Sunday, February 21, 2010

False Consciousness of the American Narrative

Narratives are important to people. Most obviously humanity uses mythologies to explain creation and our grand purpose, but we also rely on narratives to define much more—family values, religion, and the country we live in. Through the songs we sing, idioms we know, and shared interpretations of history, societies develop culture. And predictably over time this culture changes, but the narratives remain largely the same.

I think becoming an adult is largely a process of discovering the falsity of our narratives and designing new ones that we want to live by. This occurs for most individuals, but it’s antithetical to the nature of a country or nation.

The narrative of the United States that I was raised to believe in had two parts:

America is a benevolent super-power in the world that has a responsibility to root out evil globally.

In America, you can believe anything you want and behave however you like, as long as you and your ideology don’t physically harm anybody.

The Iraq War has severely weakened any argument that the United States is a benevolent power internationally. In the eyes of seemingly every non-American I’ve talked to, the Iraq War was started by George W. Bush to change politics in the Middle East and gain control of more oil. The price for this has been hundreds of thousands of civilian lives (the vast majority not actually killed by American soldiers of course).

I think this analysis of the Iraq War is too simple, but I think it’s closer to the truth than, say, Operation Iraqi Freedom.

In this time, the idea that the United States has a global responsibility has also lost support. According to Pew Global Research’s December 3, 2009 article, 49% of Americans think the US should “mind its own business” in international affairs, up from 30% in 2002. People like Thomas Friedman are arguing for “nation-building at home.” Obama had to appease this shift in public opinion with his Afghanistan strategy.
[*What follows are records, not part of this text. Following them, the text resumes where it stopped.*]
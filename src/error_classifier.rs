use crate::api::error::ApiError;
use crate::logging::LogLevel;

#[derive(Debug, Clone)]
pub struct ErrorClassifier;

impl ErrorClassifier {
    pub fn new() -> Self {
        Self
    }

    /// Pick the log level for a failed service call.
    pub fn classify_api_error(&self, error: &ApiError) -> LogLevel {
        match error {
            // Non-critical: Temporary server issues
            ApiError::Http { status, .. } if *status == 429 => LogLevel::Debug,
            ApiError::Http { status, .. } if (500..=599).contains(status) => LogLevel::Warn,

            // Critical: Auth, malformed responses
            ApiError::Http { status, .. } if *status == 401 => LogLevel::Error,
            ApiError::Http { status, .. } if *status == 403 => LogLevel::Error,
            ApiError::Decode(_) => LogLevel::Error,
            ApiError::InvalidInput(_) => LogLevel::Error,

            // Network issues - usually temporary
            _ => LogLevel::Warn,
        }
    }
}

impl Default for ErrorClassifier {
    fn default() -> Self {
        Self::new()
    }
}
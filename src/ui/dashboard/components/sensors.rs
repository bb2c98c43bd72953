//! Webcam, face distance and volume panel

use super::super::state::DashboardState;
use crate::mood::emoji_for_label;
use ratatui::Frame;
use ratatui::layout::{Constraint, Direction, Layout};
use ratatui::prelude::{Color, Modifier, Style};
use ratatui::text::{Line, Span};
use ratatui::widgets::{Block, BorderType, Borders, Gauge, Padding, Paragraph};

pub fn render_sensors_panel(f: &mut Frame, area: ratatui::layout::Rect, state: &DashboardState) {
    let chunks = Layout::default()
        .direction(Direction::Vertical)
        .constraints([Constraint::Fill(1), Constraint::Length(3)])
        .split(area);

    let mut lines = Vec::new();

    let (webcam_text, webcam_color) = match &state.webcam {
        Some(status) if status.webcam_active => ("ON", Color::LightGreen),
        Some(_) => ("OFF", Color::Gray),
        None => ("unknown", Color::DarkGray),
    };
    lines.push(Line::from(vec![
        Span::styled("Webcam: ", Style::default().fg(Color::Gray)),
        Span::styled(
            webcam_text,
            Style::default()
                .fg(webcam_color)
                .add_modifier(Modifier::BOLD),
        ),
    ]));

    let detected = state
        .webcam
        .as_ref()
        .and_then(|s| s.current_emotion.as_deref());
    lines.push(Line::from(vec![
        Span::styled("Detected: ", Style::default().fg(Color::Gray)),
        Span::raw(format!(
            "{} {}",
            emoji_for_label(detected),
            detected.unwrap_or("no face")
        )),
    ]));

    let distance_text = match state.face_distance {
        Some(d) => format!("{:.0} cm", d),
        None => "-".to_string(),
    };
    lines.push(Line::from(vec![
        Span::styled("Distance: ", Style::default().fg(Color::Gray)),
        Span::styled(distance_text, Style::default().fg(Color::LightYellow)),
    ]));

    if let Some(playback) = &state.playback {
        lines.push(Line::from(vec![
            Span::styled("Shuffle: ", Style::default().fg(Color::Gray)),
            Span::raw(if playback.shuffle_state { "on" } else { "off" }),
            Span::styled("  Repeat: ", Style::default().fg(Color::Gray)),
            Span::raw(playback.repeat_state.to_string()),
        ]));
    }

    let block = Block::default()
        .title("SENSORS")
        .borders(Borders::ALL)
        .border_type(BorderType::Rounded)
        .border_style(Style::default().fg(Color::Cyan))
        .padding(Padding::horizontal(1));
    f.render_widget(Paragraph::new(lines).block(block), chunks[0]);

    let volume = state.volume.unwrap_or(0).min(100);
    let gauge = Gauge::default()
        .block(
            Block::default()
                .title("Volume")
                .borders(Borders::ALL)
                .border_type(BorderType::Rounded)
                .border_style(Style::default().fg(Color::LightBlue)),
        )
        .gauge_style(Style::default().fg(Color::LightBlue))
        .percent(volume as u16)
        .label(match state.volume {
            Some(v) => format!("{}%", v),
            None => "-".to_string(),
        });
    f.render_widget(gauge, chunks[1]);
}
His escalation of troop levels was packaged with a promise that they would come home in less than two years.

And while America has never been as welcoming to immigrants as our mythology would lead us to believe, I am still shocked when I read statements like that of former presidential candidate Tom Tancredo in his message to a convention of Tea-Partiers:

People who could not even spell the word “vote,” or say it in English, put a committed socialist ideologue in the White House, [and his] name is Barack Hussein Obama.”
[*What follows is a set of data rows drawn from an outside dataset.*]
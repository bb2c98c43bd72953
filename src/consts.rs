pub mod cli_consts {
    //! Dashboard Configuration Constants
    //!
    //! This module contains the configuration constants for the dashboard,
    //! organized by functional area.

    // =============================================================================
    // SERVICE CONFIGURATION
    // =============================================================================

    /// Origin of the player service when nothing else is configured.
    pub const DEFAULT_API_URL: &str = "http://127.0.0.1:5001";

    /// Environment variable overriding the configured service origin.
    pub const API_URL_ENV_VAR: &str = "SPOTILIKE_API_URL";

    /// Directory under $HOME holding the configuration file.
    pub const CONFIG_DIR: &str = ".spotilike";

    /// Name of the configuration file.
    pub const CONFIG_FILE: &str = "config.json";

    // =============================================================================
    // QUEUE CONFIGURATION
    // =============================================================================

    /// The maximum number of events to keep in the activity logs.
    pub const MAX_ACTIVITY_LOGS: usize = 100;

    /// Maximum number of buffered events coming from workers
    pub const EVENT_QUEUE_SIZE: usize = 100;

    /// Maximum number of buffered transport/webcam/volume commands
    pub const COMMAND_QUEUE_SIZE: usize = 16;

    // =============================================================================
    // HTTP CONFIGURATION
    // =============================================================================

    pub mod http {
        use std::time::Duration;

        /// Connect timeout for every request (seconds)
        pub const CONNECT_TIMEOUT_SECS: u64 = 10;

        /// Overall timeout for plain request/response calls (seconds).
        /// Not applied to the push stream, which stays open indefinitely.
        pub const REQUEST_TIMEOUT_SECS: u64 = 10;

        pub const fn connect_timeout() -> Duration {
            Duration::from_secs(CONNECT_TIMEOUT_SECS)
        }

        pub const fn request_timeout() -> Duration {
            Duration::from_secs(REQUEST_TIMEOUT_SECS)
        }
    }

    // =============================================================================
    // SYNCHRONIZATION CONFIGURATION
    // =============================================================================

    /// Song list refresh timing
    pub mod song_sync {
        use std::time::Duration;

        /// Fallback poll period for the song list (seconds)
        pub const POLL_INTERVAL_SECS: u64 = 30;

        /// Delay before reopening a closed push stream (seconds). Fixed, no backoff.
        pub const PUSH_RECONNECT_DELAY_SECS: u64 = 3;

        /// Message type on the push channel that triggers a refresh
        pub const DB_UPDATE_MESSAGE: &str = "db_update";

        pub const fn poll_interval() -> Duration {
            Duration::from_secs(POLL_INTERVAL_SECS)
        }

        pub const fn push_reconnect_delay() -> Duration {
            Duration::from_secs(PUSH_RECONNECT_DELAY_SECS)
        }
    }

    /// Widget polling timing
    pub mod widgets {
        use std::time::Duration;

        /// Player status poll period (milliseconds)
        pub const PLAYBACK_POLL_MS: u64 = 1_000;

        /// Webcam status poll period (milliseconds)
        pub const WEBCAM_POLL_MS: u64 = 3_000;

        /// Face distance poll period (milliseconds)
        pub const FACE_DISTANCE_POLL_MS: u64 = 2_000;

        /// Delay before re-reading webcam status after a toggle (milliseconds)
        pub const WEBCAM_TOGGLE_SETTLE_MS: u64 = 1_000;

        /// Seek step for the arrow keys (milliseconds)
        pub const SEEK_STEP_MS: u64 = 10_000;

        /// Volume step for the +/- keys (percent)
        pub const VOLUME_STEP: u8 = 5;

        pub const fn playback_poll() -> Duration {
            Duration::from_millis(PLAYBACK_POLL_MS)
        }

        pub const fn webcam_poll() -> Duration {
            Duration::from_millis(WEBCAM_POLL_MS)
        }

        pub const fn face_distance_poll() -> Duration {
            Duration::from_millis(FACE_DISTANCE_POLL_MS)
        }

        pub const fn webcam_toggle_settle() -> Duration {
            Duration::from_millis(WEBCAM_TOGGLE_SETTLE_MS)
        }
    }

    // =============================================================================
    // SITUATION ANALYSIS
    // =============================================================================

    /// Default number of songs requested from play-music
    pub const DEFAULT_NUM_SONGS: u32 = 5;
}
I suppose it’s a relief that Tom Tancredo didn’t include homosexuals in his hate message.

Our narrative is very far from reality. For me this creates something of a quagmire because I was quite a fan of the country I was raised to believe in, which increasingly puts me at odds with the country I actually was raised in. I’m a sort of patriot without a nation.
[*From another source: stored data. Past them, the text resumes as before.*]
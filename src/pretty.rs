macro_rules! print_cmd_error {
    ($title:expr) => {{
        eprintln!("\x1b[1;31m[ERROR] {}\x1b[0m", $title);
    }};
    ($title:expr, $($tts:tt)+) => {{
        eprintln!("\x1b[1;31m[ERROR] {}\x1b[0m", $title);
        eprintln!("{}", core::format_args!($($tts)*));
    }};
}

/// Print the error header and return the error text for the caller to propagate.
macro_rules! handle_cmd_error {
    ($err:expr, $title:expr) => {{
        $crate::pretty::print_cmd_error!($title);
        format!("{}", $err)
    }};
}

macro_rules! print_cmd_info {
    ($title:expr, $($tts:tt)*) => {{
        println!("\x1b[1;33m[INFO] {}\x1b[0m", $title);
        println!("{}", core::format_args!($($tts)*));
    }};
}

macro_rules! print_cmd_warn {
    ($title:expr, $($tts:tt)*) => {{
        println!("\x1b[1;35m[WARN] {}\x1b[0m", $title);
        println!("{}", core::format_args!($($tts)*));
    }};
}

pub(crate) use handle_cmd_error;
pub(crate) use print_cmd_error;
pub(crate) use print_cmd_info;
pub(crate) use print_cmd_warn;

#[cfg(test)]
mod tests {
    use super::handle_cmd_error;

    #[test]
    fn handle_cmd_error_returns_the_error_text() {
        let err = std::io::Error::new(std::io::ErrorKind::NotFound, "no config");
        let message: String = handle_cmd_error!(err, "Failed to load config.");
        assert_eq!(message, "no config");
    }

    #[test]
    fn handle_cmd_error_converts_into_boxed_error() {
        let result: Result<(), Box<dyn std::error::Error>> =
            Err("bad url").map_err(|e| handle_cmd_error!(e, "Invalid API URL.").into());
        assert_eq!(result.unwrap_err().to_string(), "bad url");
    }
}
I wish America were a more benevolent global power, the kind that would be investing in education and scientific research instead of invading foreign countries. I wish we used whatever mandate of global responsibility we possessed more selectively, and with more wisdom. And I wish that fewer people in my country were xenophobic, racist, and hostile to other faiths and worldviews.

The narrative we wrote for ourselves was morally ambitious and naïve; no country on earth could achieve it. Still, it’s sad that the reality is so far from the fiction, and too few people even see the difference.

1 comment:

  1. Cole, only you would use "false consciousness" in the title of a blog post. :)

    Görüşürüz,
    Erin

    (PS, I hope I spelled that right...Google Translate was not being helpful today.)